Monica Franco vit un cauchemar. Depuis trois mois, elle pleure la perte de son fils Bryan, "battu à mort" lors d'une opération militaire anti-narcotrafic dans le sud-ouest de l'Équateur.
Agé de 28 ans, Bryan est l'une des victimes tragiques des excès de l'armée dans un pays qui fait face à une montée de la violence liée à la drogue, le rendant l'un des plus dangereux d'Amérique latine.
"Si mon fils était mêlé à une mauvaise affaire, pourquoi ne l'ont-ils pas remis à la police ? Ils l'ont tué de sang-froid !", s'indigne Mme Franco, lors d'un entretien avec l'AFP à Milagro, une ville près de Guayaquil,où l'extorsion par le crime organisé est monnaie courante.
En 2025, l'Équateur a enregistré 244 plaintes pour usage excessif de force par les militaires et policiers, ainsi que 23 cas d'exécutions extrajudiciaires suspectées, selon le parquet. Cette tendance alarme la population et soulève de nombreuses controverses.
Bryan Ledesma a été interpellé le 16 mars alors qu'il se rendait chez le mécanicien pour récupérer sa moto. Accompagné d'un ami, il a été retenu et brutalisé pendant 40 minutes, comme l'atteste le dossier du parquet.
Inconsolable, sa mère ne cesse de se demander ce qui s'est réellement passé. Depuis la mort de son fils, elle se rend chaque dimanche sur sa tombe, perdant sommeil et appétit, marquée par une souffrance insupportable.
- Des pratiques barbares -
L'ami de Bryan qui a survécu à cette agression a révélé que des soldats l'avaient jeté dans une flaque d'eau et électrocuté à plusieurs reprises. Le corps de Bryan a été retrouvé dans un hôpital, couvert de terre et laissant entrevoir les signes d'une violence inexcusée.
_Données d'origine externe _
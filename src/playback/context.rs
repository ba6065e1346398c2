// Copyright (C) 2026 Michael Wilson <mike@mdwn.dev>
//
// This program is free software: you can redistribute it and/or modify it under
// the terms of the GNU General Public License as published by the Free Software
// Foundation, version 3.
//
// This program is distributed in the hope that it will be useful, but WITHOUT
// ANY WARRANTY; without even the implied warranty of MERCHANTABILITY or FITNESS
// FOR A PARTICULAR PURPOSE. See the GNU General Public License for more details.
//
// You should have received a copy of the GNU General Public License along with
// this program. If not, see <https://www.gnu.org/licenses/>.
//
use std::sync::{
    atomic::{AtomicBool, AtomicU32, Ordering},
    Arc,
};

use tracing::debug;

use super::capture::{to_output_depth, CaptureBuffer};
use super::resampler::{RateConverter, ResampleError};
use super::scheduler::PlaybackCursor;
use crate::chip::SynthCore;
use crate::events::EventStream;
use crate::timing::ChipTiming;

/// Native-rate frames the context can generate per render call.
pub const INTERNAL_BUFFER_FRAMES: usize = 4096;

#[derive(Debug, thiserror::Error)]
pub enum RenderError {
    #[error(transparent)]
    Resample(#[from] ResampleError),
}

/// Playback state readable from outside the render thread.
#[derive(Debug)]
pub struct PlaybackStatus {
    playing: AtomicBool,
    failed: AtomicBool,
    played: AtomicU32,
    total: u32,
}

impl PlaybackStatus {
    fn new(total: u32) -> PlaybackStatus {
        PlaybackStatus {
            playing: AtomicBool::new(false),
            failed: AtomicBool::new(false),
            played: AtomicU32::new(0),
            total,
        }
    }

    pub fn is_playing(&self) -> bool {
        self.playing.load(Ordering::Acquire)
    }

    /// Asks the render loop to stop. The next render call outputs silence.
    pub fn stop(&self) {
        self.playing.store(false, Ordering::Release);
    }

    /// True if rendering stopped because of an error.
    pub fn has_failed(&self) -> bool {
        self.failed.load(Ordering::Acquire)
    }

    /// Native samples generated so far.
    pub fn played(&self) -> u32 {
        self.played.load(Ordering::Relaxed)
    }

    /// Native samples in the whole session.
    pub fn total(&self) -> u32 {
        self.total
    }

    fn start(&self) {
        self.playing.store(true, Ordering::Release);
    }

    fn fail(&self) {
        self.failed.store(true, Ordering::Release);
        self.stop();
    }
}

/// Everything the render callback touches: the chip, the events driving it
/// and the buffers between it and the device.
pub struct AudioContext<C: SynthCore> {
    chip: C,
    timing: ChipTiming,
    events: EventStream,
    cursor: PlaybackCursor,
    played: u32,
    total: u32,
    status: Arc<PlaybackStatus>,
    resampler: Box<dyn RateConverter>,
    /// Interleaved native-rate frames at output depth.
    buffer: Vec<i16>,
    capture: Option<CaptureBuffer>,
    /// Silent frames still to feed the resampler once the budget is used up.
    flush_remaining: Option<usize>,
}

impl<C: SynthCore> AudioContext<C> {
    /// Creates a stopped context that will play `total_samples` native samples.
    /// The chip is reset. With `capture` set, every generated frame is kept.
    pub fn new(
        mut chip: C,
        timing: ChipTiming,
        events: EventStream,
        total_samples: u32,
        resampler: Box<dyn RateConverter>,
        capture: bool,
    ) -> AudioContext<C> {
        chip.reset();
        AudioContext {
            chip,
            timing,
            events,
            cursor: PlaybackCursor::new(),
            played: 0,
            total: total_samples,
            status: Arc::new(PlaybackStatus::new(total_samples)),
            resampler,
            buffer: vec![0; INTERNAL_BUFFER_FRAMES * 2],
            capture: capture.then(|| CaptureBuffer::with_capacity(total_samples as usize)),
            flush_remaining: None,
        }
    }

    pub fn start(&mut self) {
        self.status.start();
    }

    pub fn status(&self) -> Arc<PlaybackStatus> {
        self.status.clone()
    }

    pub fn played(&self) -> u32 {
        self.played
    }

    pub fn total(&self) -> u32 {
        self.total
    }

    pub fn chip(&self) -> &C {
        &self.chip
    }

    pub fn events(&self) -> &EventStream {
        &self.events
    }

    pub fn cursor(&self) -> &PlaybackCursor {
        &self.cursor
    }

    pub fn capture(&self) -> Option<&CaptureBuffer> {
        self.capture.as_ref()
    }

    /// Releases the capture buffer.
    pub fn into_capture(self) -> Option<CaptureBuffer> {
        self.capture
    }

    /// Fills `output` with interleaved stereo frames at the device rate.
    ///
    /// Generates as many native frames as the resampler needs, firing due
    /// events before each one. Once the sample budget is used up the chip is
    /// no longer clocked and the resampler is fed silence until its buffered
    /// frames have been delivered, then the context stops. On a resampler
    /// failure the output is silenced and the status is marked failed.
    pub fn render(&mut self, output: &mut [i16]) -> Result<(), RenderError> {
        if !self.status.is_playing() {
            output.fill(0);
            return Ok(());
        }

        let frame_count = output.len() / 2;
        let required = self
            .resampler
            .required_input_frames(frame_count)
            .min(INTERNAL_BUFFER_FRAMES);
        let cycles = self.timing.cycles_per_sample();

        for frame in 0..required {
            if self.played >= self.total {
                // Silence pushes the resampler's last real frames out before stopping.
                let remaining = self
                    .flush_remaining
                    .unwrap_or_else(|| self.resampler.flush_frames())
                    .saturating_sub(required - frame);
                self.flush_remaining = Some(remaining);
                self.buffer[frame * 2..required * 2].fill(0);
                if remaining == 0 {
                    self.status.stop();
                }
                break;
            }

            self.cursor
                .advance(&self.events, &mut self.chip, self.played);

            let mut sample = [0, 0];
            for _ in 0..cycles {
                sample = self.chip.clock();
            }

            self.buffer[frame * 2] = to_output_depth(sample[0]);
            self.buffer[frame * 2 + 1] = to_output_depth(sample[1]);
            if let Some(capture) = self.capture.as_mut() {
                capture.push(sample);
            }
            self.played += 1;
        }
        self.status.played.store(self.played, Ordering::Relaxed);

        match self.resampler.process(&self.buffer[..required * 2], output) {
            Ok(frames) => {
                let len = output.len();
                output[(frames * 2).min(len)..].fill(0);
                Ok(())
            }
            Err(e) => {
                output.fill(0);
                self.status.fail();
                Err(e.into())
            }
        }
    }

    /// Renders without a device until the budget runs out or playback is stopped.
    pub fn render_offline(&mut self, frames_per_call: usize) -> Result<(), RenderError> {
        let mut scratch = vec![0i16; frames_per_call.max(1) * 2];
        while self.status.is_playing() {
            self.render(&mut scratch)?;
        }

        debug!(played = self.played, total = self.total, "Offline render finished.");
        Ok(())
    }
}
Une sœur, sous couvert d'anonymat, a partagé sa douleur en témoignant : "La dernière chose que mon frère a dite, c'est 'je n'en peux plus'". Un témoignage lourd de sens, surtout après avoir visionné une vidéo de l'agression, filmée par des voisins.
Patricio Ledesma, son père, accorde une part de responsabilité au gouvernement de Daniel Noboa, qu'il accuse d'avoir trop façonné une guerre contre la drogue par le biais de l'armée. Cette situation s'aggrave alors que Noboa, allié de Donald Trump, a ordonné la mise en place d'états d'exception dans plusieurs régions pour autoriser le déploiement de troupes.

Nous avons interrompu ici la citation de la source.